Five members of our lab – Kat, Michael, Alyssa, Megan, & Nicole – attended ISB 2019 in Calgary, Canada. The International Society of Biomechanics promotes and supports international contacts amongst scientists, the dissemination of knowledge, and the activities of national organizations in the field of biomechanics.

Four individuals stand in hallway smiling at conference.

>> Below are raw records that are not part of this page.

//! Element value object - the four classical elements
//!
//! The sign opposition runs along element lines: fire pairs with air,
//! earth pairs with water.

use serde::{Deserialize, Serialize};

/// Element of a sign, `cycle_index % 4` in sign order
#[derive(Debug, Clone, Copy, PartialEq, Eq, Hash, Serialize, Deserialize)]
#[serde(rename_all = "lowercase")]
pub enum Element {
    Fire,
    Earth,
    Air,
    Water,
}

impl Element {
    /// The element paired with this one across the sign opposition
    pub fn opposite(&self) -> Element {
        match self {
            Element::Fire => Element::Air,
            Element::Air => Element::Fire,
            Element::Earth => Element::Water,
            Element::Water => Element::Earth,
        }
    }

    /// Get a human-readable display name
    pub fn display_name(&self) -> &'static str {
        match self {
            Element::Fire => "Fire",
            Element::Earth => "Earth",
            Element::Air => "Air",
            Element::Water => "Water",
        }
    }
}

impl std::fmt::Display for Element {
    fn fmt(&self, f: &mut std::fmt::Formatter<'_>) -> std::fmt::Result {
        write!(f, "{}", self.display_name())
    }
}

Our work at the conference included:

Kat Steele: ISB presentation on in-clinic EMG monitoring for muscle activity and movement in acute care in the initial days after stroke.
Michael Rosenberg: ISB poster showcasing how individuals’ kinematics and muscle activity change in response to ankle exoskeleton stiffness during acceleration from standing. ISB presentation on open-loop modeling of response to ankle exoskeleton torque during walking.
Alyssa Spomer: ISB poster highlighting how motor control is impacted when typically developing individuals emulate cerebral palsy gait patterns. ISB poster on understanding how individuals can alter motor control expression using visual biofeedback.
Megan Auger: ISB presentation on how muscle coordination strategies in typically developing children and children with cerebral palsy are not accurately captured using standard musculoskeletal modeling optimization algorithms in computer simulation.
Nicole Zaino: ISB presentation on spasticity reduction via rhizotomy in children with cerebral palsy and how there was no significant difference in the change in energy consumption when compared to a control group of children with cerebral palsy who had no rhizotomy.


TGCS 2019

Additionally, two members of our lab – Michael & Megan – attended TGCS 2019 in Canmore, Canada prior to ISB 2019. The Technical Group on Computer Simulation (TGCS) is a scientific and technical meeting for investigators and students in all areas of computer simulation in biomechanics. This group was a highly-focused subset of the ISB community, primarily focusing on forward simulation of unimpaired and pathological gait patterns, but also touching on multi-scale simulation, diving, cycling, and wheelchair use. 

A mountain view in Canmore, Canada with sharp jagged peaks and a bright blue lake.
Michael standing in the front of a room in between two screens giving a presentation.
Michael Rosenberg: TGCS presentation on Dynamic Mode Decomposition for modeling response to ankle exoskeletons during gait.